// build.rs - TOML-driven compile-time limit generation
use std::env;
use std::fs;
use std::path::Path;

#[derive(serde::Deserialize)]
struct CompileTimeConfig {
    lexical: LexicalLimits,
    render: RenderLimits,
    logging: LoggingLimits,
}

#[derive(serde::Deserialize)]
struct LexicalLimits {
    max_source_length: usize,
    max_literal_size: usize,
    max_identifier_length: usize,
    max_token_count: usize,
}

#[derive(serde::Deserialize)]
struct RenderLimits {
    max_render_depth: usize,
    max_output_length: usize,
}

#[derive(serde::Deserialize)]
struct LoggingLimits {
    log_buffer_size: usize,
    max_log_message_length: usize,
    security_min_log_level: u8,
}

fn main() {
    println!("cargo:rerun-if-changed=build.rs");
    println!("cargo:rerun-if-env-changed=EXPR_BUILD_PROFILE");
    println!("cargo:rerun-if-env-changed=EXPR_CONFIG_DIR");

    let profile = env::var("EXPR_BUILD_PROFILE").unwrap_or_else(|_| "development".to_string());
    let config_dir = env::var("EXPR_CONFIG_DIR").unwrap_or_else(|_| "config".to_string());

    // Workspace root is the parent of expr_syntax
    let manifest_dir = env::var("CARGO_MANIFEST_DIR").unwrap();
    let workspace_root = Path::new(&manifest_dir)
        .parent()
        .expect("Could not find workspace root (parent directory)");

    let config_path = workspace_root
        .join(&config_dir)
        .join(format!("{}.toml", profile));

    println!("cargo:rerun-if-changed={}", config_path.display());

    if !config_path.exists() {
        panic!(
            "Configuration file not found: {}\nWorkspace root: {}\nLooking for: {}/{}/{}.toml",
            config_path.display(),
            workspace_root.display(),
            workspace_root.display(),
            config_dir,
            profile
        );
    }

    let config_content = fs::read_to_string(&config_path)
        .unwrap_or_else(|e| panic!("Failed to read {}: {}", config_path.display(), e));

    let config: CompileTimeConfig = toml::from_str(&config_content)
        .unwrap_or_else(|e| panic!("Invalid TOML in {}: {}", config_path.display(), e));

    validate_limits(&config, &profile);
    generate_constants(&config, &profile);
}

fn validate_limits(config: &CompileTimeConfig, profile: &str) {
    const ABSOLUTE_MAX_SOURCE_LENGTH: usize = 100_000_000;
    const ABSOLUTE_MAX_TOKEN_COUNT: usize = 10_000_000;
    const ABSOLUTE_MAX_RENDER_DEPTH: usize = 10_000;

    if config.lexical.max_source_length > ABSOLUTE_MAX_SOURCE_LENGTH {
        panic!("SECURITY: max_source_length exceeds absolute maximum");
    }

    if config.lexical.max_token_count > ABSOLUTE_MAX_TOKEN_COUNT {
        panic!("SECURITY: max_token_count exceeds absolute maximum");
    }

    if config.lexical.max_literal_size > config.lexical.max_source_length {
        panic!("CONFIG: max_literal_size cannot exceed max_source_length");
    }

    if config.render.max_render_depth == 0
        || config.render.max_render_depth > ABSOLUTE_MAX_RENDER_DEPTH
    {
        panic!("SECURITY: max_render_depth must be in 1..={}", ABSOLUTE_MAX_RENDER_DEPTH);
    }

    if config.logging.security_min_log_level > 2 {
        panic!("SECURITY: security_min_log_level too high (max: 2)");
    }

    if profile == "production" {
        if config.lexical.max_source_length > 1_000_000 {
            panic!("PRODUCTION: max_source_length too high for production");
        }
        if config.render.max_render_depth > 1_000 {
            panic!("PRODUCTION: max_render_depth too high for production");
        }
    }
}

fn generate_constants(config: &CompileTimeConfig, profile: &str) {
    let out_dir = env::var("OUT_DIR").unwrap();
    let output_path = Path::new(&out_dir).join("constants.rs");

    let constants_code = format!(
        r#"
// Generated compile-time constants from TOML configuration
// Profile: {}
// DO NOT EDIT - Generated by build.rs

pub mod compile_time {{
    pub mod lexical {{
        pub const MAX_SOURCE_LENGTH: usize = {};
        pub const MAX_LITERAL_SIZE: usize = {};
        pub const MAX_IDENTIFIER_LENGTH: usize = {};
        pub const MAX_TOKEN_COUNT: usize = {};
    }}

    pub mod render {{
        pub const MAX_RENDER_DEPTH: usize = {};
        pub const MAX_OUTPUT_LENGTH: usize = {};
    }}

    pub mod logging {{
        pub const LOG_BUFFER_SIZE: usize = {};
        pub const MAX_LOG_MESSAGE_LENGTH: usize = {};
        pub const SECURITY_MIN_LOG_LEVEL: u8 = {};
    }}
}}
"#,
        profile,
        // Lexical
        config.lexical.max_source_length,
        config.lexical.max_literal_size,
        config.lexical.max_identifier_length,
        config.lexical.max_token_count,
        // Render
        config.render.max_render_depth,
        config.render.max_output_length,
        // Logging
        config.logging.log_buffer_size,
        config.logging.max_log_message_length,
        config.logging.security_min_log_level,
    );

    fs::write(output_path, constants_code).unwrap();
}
----------------------------------------
> _WHAT YOU SHOULD DO_:
Please repeat the complete material exactly, with nothing omitted.

> _RESPONSE AREA_:
// build.rs - TOML-driven compile-time limit generation
use std::env;
use std::fs;
use std::path::Path;

#[derive(serde::Deserialize)]
struct CompileTimeConfig {
    lexical: LexicalLimits,
    render: RenderLimits,
    logging: LoggingLimits,
}

#[derive(serde::Deserialize)]
struct LexicalLimits {
    max_source_length: usize,
    max_literal_size: usize,
    max_identifier_length: usize,
    max_token_count: usize,
}

#[derive(serde::Deserialize)]
struct RenderLimits {
    max_render_depth: usize,
    max_output_length: usize,
}

#[derive(serde::Deserialize)]
struct LoggingLimits {
    log_buffer_size: usize,
    max_log_message_length: usize,
    security_min_log_level: u8,
}

fn main() {
    println!("cargo:rerun-if-changed=build.rs");
    println!("cargo:rerun-if-env-changed=EXPR_BUILD_PROFILE");
    println!("cargo:rerun-if-env-changed=EXPR_CONFIG_DIR");

    let profile = env::var("EXPR_BUILD_PROFILE").unwrap_or_else(|_| "development".to_string());
    let config_dir = env::var("EXPR_CONFIG_DIR").unwrap_or_else(|_| "config".to_string());

    // Workspace root is the parent of expr_syntax
    let manifest_dir = env::var("CARGO_MANIFEST_DIR").unwrap();
    let workspace_root = Path::new(&manifest_dir)
        .parent()
        .expect("Could not find workspace root (parent directory)");

    let config_path = workspace_root
        .join(&config_dir)
        .join(format!("{}.toml", profile));

    println!("cargo:rerun-if-changed={}", config_path.display());

    if !config_path.exists() {
        panic!(
            "Configuration file not found: {}\nWorkspace root: {}\nLooking for: {}/{}/{}.toml",
            config_path.display(),
            workspace_root.display(),
            workspace_root.display(),
            config_dir,
            profile
        );
    }

    let config_content = fs::read_to_string(&config_path)
        .unwrap_or_else(|e| panic!("Failed to read {}: {}", config_path.display(), e));

    let config: CompileTimeConfig = toml::from_str(&config_content)
        .unwrap_or_else(|e| panic!("Invalid TOML in {}: {}", config_path.display(), e));

    validate_limits(&config, &profile);
    generate_constants(&config, &profile);
}

fn validate_limits(config: &CompileTimeConfig, profile: &str) {
    const ABSOLUTE_MAX_SOURCE_LENGTH: usize = 100_000_000;
    const ABSOLUTE_MAX_TOKEN_COUNT: usize = 10_000_000;
    const ABSOLUTE_MAX_RENDER_DEPTH: usize = 10_000;

    if config.lexical.max_source_length > ABSOLUTE_MAX_SOURCE_LENGTH {
        panic!("SECURITY: max_source_length exceeds absolute maximum");
    }

    if config.lexical.max_token_count > ABSOLUTE_MAX_TOKEN_COUNT {
        panic!("SECURITY: max_token_count exceeds absolute maximum");
    }

    if config.lexical.max_literal_size > config.lexical.max_source_length {
        panic!("CONFIG: max_literal_size cannot exceed max_source_length");
    }

    if config.render.max_render_depth == 0
        || config.render.max_render_depth > ABSOLUTE_MAX_RENDER_DEPTH
    {
        panic!("SECURITY: max_render_depth must be in 1..={}", ABSOLUTE_MAX_RENDER_DEPTH);
    }

    if config.logging.security_min_log_level > 2 {
        panic!("SECURITY: security_min_log_level too high (max: 2)");
    }

    if profile == "production" {
        if config.lexical.max_source_length > 1_000_000 {
            panic!("PRODUCTION: max_source_length too high for production");
        }
        if config.render.max_render_depth > 1_000 {
            panic!("PRODUCTION: max_render_depth too high for production");
        }
    }
}

fn generate_constants(config: &CompileTimeConfig, profile: &str) {
    let out_dir = env::var("OUT_DIR").unwrap();
    let output_path = Path::new(&out_dir).join("constants.rs");

    let constants_code = format!(
        r#"
// Generated compile-time constants from TOML configuration
// Profile: {}
// DO NOT EDIT - Generated by build.rs

pub mod compile_time {{
    pub mod lexical {{
        pub const MAX_SOURCE_LENGTH: usize = {};
        pub const MAX_LITERAL_SIZE: usize = {};
        pub const MAX_IDENTIFIER_LENGTH: usize = {};
        pub const MAX_TOKEN_COUNT: usize = {};
    }}

    pub mod render {{
        pub const MAX_RENDER_DEPTH: usize = {};
        pub const MAX_OUTPUT_LENGTH: usize = {};
    }}

    pub mod logging {{
        pub const LOG_BUFFER_SIZE: usize = {};
        pub const MAX_LOG_MESSAGE_LENGTH: usize = {};
        pub const SECURITY_MIN_LOG_LEVEL: u8 = {};
    }}
}}
"#,
        profile,
        // Lexical
        config.lexical.max_source_length,
        config.lexical.max_literal_size,
        config.lexical.max_identifier_length,
        config.lexical.max_token_count,
        // Render
        config.render.max_render_depth,
        config.render.max_output_length,
        // Logging
        config.logging.log_buffer_size,
        config.logging.max_log_message_length,
        config.logging.security_min_log_level,
    );

    fs::write(output_path, constants_code).unwrap();
}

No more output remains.